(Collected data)

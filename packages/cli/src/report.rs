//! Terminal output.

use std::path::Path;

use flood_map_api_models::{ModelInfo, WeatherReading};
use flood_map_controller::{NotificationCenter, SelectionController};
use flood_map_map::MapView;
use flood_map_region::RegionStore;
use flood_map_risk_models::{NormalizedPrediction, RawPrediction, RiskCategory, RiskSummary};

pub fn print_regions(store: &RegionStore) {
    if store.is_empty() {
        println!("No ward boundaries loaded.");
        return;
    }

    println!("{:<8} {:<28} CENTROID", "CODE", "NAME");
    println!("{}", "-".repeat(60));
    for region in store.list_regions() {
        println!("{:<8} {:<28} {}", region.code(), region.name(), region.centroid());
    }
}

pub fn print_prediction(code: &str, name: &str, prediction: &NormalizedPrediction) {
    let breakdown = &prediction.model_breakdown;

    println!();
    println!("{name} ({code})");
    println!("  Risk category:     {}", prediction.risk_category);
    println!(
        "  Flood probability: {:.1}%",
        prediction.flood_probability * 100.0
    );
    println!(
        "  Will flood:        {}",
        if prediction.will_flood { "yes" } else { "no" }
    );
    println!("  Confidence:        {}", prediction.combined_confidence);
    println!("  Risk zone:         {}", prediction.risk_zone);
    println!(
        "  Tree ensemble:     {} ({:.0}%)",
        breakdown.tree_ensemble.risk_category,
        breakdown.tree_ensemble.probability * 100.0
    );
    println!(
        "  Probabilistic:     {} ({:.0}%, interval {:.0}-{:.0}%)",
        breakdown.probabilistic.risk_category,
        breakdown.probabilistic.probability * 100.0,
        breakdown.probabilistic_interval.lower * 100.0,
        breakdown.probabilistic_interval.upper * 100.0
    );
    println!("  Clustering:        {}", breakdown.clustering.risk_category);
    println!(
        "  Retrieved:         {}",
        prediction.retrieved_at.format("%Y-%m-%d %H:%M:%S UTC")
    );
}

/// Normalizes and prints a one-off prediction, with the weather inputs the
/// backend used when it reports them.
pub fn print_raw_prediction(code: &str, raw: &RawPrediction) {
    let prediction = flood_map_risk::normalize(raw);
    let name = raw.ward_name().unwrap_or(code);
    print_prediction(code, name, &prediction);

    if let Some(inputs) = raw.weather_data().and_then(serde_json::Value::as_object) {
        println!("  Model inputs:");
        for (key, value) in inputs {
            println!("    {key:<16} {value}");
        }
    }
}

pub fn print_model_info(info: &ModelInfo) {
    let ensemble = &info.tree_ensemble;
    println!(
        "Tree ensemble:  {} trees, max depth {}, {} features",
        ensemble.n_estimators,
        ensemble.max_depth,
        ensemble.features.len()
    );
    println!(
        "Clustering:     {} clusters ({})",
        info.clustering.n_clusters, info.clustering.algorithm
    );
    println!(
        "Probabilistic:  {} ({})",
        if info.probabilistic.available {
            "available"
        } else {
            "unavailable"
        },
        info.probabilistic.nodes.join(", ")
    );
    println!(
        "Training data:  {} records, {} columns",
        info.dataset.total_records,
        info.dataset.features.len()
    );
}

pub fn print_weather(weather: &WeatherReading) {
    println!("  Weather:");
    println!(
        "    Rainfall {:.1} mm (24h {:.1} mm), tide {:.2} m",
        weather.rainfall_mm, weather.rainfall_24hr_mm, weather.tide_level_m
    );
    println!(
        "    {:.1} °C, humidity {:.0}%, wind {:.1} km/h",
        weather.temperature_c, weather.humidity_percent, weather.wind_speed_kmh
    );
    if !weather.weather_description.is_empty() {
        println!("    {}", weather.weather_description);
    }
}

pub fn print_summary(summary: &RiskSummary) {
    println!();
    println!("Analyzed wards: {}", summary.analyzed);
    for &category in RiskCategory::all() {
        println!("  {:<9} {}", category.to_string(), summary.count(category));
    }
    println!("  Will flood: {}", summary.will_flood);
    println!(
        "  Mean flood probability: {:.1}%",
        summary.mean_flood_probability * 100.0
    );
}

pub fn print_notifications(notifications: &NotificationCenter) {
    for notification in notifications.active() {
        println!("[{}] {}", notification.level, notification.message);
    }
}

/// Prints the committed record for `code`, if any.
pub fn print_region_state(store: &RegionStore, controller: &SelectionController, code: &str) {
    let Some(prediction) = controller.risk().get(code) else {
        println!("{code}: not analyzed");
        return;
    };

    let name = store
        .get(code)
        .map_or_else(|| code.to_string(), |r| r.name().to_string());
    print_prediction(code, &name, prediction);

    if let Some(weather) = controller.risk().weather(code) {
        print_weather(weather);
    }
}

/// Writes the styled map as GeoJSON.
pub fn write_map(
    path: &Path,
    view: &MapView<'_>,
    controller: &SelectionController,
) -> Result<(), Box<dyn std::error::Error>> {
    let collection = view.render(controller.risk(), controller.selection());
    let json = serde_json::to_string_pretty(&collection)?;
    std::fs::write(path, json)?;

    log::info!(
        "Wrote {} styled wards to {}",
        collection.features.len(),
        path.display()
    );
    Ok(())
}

...

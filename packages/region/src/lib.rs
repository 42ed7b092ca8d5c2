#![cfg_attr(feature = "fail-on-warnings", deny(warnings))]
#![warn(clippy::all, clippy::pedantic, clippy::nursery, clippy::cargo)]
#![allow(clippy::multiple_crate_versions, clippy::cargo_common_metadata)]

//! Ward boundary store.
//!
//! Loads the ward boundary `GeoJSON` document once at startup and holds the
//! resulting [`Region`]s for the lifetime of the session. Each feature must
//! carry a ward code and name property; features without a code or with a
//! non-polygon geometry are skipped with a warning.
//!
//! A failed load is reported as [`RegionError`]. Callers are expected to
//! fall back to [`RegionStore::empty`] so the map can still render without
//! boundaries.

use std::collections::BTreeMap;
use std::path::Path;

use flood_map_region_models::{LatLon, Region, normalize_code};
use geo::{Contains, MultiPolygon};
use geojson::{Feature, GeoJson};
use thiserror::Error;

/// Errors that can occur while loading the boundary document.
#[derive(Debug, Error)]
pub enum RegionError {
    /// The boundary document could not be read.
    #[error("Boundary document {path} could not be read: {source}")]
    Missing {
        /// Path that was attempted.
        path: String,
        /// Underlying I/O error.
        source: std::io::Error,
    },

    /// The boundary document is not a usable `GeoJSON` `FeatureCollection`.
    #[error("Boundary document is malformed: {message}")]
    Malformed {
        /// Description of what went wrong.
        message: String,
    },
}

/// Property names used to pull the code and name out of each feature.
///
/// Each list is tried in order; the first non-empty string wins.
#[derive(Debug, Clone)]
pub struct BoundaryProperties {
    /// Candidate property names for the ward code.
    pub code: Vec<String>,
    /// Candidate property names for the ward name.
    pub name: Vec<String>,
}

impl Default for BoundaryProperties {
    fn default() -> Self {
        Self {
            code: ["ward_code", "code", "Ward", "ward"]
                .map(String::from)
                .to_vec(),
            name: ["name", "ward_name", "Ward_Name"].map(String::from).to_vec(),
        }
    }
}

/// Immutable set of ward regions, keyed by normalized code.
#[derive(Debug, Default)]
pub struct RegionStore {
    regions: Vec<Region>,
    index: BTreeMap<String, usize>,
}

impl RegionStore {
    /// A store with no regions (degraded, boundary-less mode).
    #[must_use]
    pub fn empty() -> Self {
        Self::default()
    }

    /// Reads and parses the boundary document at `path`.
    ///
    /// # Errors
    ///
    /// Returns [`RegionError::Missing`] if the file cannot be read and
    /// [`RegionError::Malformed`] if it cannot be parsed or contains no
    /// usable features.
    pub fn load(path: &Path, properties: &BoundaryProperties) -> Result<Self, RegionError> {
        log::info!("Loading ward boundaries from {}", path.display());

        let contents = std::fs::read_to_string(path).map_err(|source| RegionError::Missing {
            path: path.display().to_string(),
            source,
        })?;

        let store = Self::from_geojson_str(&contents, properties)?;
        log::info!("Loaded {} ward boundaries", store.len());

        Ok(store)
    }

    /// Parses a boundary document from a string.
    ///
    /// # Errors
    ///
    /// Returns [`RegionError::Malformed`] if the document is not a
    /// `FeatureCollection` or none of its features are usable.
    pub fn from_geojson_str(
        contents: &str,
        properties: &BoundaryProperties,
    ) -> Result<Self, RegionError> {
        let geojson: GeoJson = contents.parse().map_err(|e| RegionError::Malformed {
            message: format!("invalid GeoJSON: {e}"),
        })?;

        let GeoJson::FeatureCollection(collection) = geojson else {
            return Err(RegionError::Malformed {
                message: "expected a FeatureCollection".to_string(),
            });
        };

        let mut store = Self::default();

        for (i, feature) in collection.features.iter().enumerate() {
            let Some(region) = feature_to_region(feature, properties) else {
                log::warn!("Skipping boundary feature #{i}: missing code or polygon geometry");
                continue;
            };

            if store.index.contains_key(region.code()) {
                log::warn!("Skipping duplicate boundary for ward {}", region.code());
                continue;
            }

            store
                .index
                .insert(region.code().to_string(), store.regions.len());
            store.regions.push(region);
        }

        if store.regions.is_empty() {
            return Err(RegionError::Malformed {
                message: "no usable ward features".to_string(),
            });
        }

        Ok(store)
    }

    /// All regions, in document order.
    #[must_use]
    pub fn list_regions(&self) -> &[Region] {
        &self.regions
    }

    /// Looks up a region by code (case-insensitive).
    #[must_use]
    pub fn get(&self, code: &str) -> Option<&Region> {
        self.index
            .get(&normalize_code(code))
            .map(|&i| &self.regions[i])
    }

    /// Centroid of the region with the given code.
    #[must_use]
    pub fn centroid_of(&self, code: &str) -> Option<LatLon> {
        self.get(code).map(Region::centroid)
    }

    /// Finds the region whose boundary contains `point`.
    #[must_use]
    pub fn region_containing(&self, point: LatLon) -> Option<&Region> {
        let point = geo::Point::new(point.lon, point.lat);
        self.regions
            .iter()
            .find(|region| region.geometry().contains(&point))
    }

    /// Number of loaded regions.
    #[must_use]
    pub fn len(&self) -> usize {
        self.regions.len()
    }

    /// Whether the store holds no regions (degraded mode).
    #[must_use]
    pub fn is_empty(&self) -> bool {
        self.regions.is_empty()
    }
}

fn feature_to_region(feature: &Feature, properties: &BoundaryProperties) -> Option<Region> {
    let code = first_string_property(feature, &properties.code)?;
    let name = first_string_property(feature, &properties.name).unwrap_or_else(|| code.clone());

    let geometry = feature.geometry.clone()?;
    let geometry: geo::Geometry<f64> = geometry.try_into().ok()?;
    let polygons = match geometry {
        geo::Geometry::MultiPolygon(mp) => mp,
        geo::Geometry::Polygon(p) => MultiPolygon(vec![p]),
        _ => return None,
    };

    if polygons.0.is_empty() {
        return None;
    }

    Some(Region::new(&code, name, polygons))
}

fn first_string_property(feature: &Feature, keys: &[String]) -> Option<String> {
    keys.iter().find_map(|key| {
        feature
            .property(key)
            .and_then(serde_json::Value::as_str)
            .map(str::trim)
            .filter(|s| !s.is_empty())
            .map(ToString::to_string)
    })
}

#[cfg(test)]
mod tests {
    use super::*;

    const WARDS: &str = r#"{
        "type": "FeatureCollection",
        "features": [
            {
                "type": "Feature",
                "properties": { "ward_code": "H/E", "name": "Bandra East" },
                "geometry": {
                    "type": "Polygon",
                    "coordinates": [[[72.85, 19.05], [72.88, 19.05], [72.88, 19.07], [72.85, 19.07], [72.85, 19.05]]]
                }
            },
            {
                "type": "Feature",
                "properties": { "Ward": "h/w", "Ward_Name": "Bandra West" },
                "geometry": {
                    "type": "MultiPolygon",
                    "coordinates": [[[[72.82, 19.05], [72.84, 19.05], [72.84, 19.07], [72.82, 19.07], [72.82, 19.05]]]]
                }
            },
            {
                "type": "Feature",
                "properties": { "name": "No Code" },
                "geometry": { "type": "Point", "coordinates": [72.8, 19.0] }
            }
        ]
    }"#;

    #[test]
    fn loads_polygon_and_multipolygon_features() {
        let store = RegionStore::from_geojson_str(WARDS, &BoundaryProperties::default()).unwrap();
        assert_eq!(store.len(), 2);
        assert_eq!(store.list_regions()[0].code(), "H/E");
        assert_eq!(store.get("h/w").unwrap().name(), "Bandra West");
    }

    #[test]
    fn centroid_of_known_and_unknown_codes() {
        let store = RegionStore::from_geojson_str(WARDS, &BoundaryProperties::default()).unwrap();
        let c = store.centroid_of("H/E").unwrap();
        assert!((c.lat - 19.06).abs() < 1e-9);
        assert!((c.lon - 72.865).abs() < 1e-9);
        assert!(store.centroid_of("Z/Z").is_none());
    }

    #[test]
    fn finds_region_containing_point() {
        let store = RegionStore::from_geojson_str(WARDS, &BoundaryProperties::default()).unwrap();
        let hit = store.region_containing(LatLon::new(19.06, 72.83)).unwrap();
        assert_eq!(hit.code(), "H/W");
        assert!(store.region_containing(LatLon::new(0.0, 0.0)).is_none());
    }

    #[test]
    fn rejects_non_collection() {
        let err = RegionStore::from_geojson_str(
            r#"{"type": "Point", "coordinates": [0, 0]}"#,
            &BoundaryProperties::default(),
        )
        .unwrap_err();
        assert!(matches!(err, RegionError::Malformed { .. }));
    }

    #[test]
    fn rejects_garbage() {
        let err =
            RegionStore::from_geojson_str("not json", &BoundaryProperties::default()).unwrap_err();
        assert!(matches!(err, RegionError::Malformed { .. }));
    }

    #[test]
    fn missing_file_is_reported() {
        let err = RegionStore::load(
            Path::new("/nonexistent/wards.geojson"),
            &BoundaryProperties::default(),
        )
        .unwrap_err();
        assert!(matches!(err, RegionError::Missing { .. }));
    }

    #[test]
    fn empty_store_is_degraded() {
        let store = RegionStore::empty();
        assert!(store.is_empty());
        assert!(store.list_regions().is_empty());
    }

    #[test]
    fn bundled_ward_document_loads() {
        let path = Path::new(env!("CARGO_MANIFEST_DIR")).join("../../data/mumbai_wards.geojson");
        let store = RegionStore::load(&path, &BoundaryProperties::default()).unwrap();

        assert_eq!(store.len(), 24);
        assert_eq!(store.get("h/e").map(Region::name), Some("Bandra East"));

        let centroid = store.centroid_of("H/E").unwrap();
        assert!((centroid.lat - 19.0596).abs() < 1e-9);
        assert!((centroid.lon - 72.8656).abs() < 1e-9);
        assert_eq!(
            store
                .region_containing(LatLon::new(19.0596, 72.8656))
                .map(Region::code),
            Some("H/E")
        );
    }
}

> YOUR INSTRUCTIONS
Lines containing the string "ModelInfo" above: how many are there? Answer with the number only.

> SOLUTION FOR THIS EXERCISE
2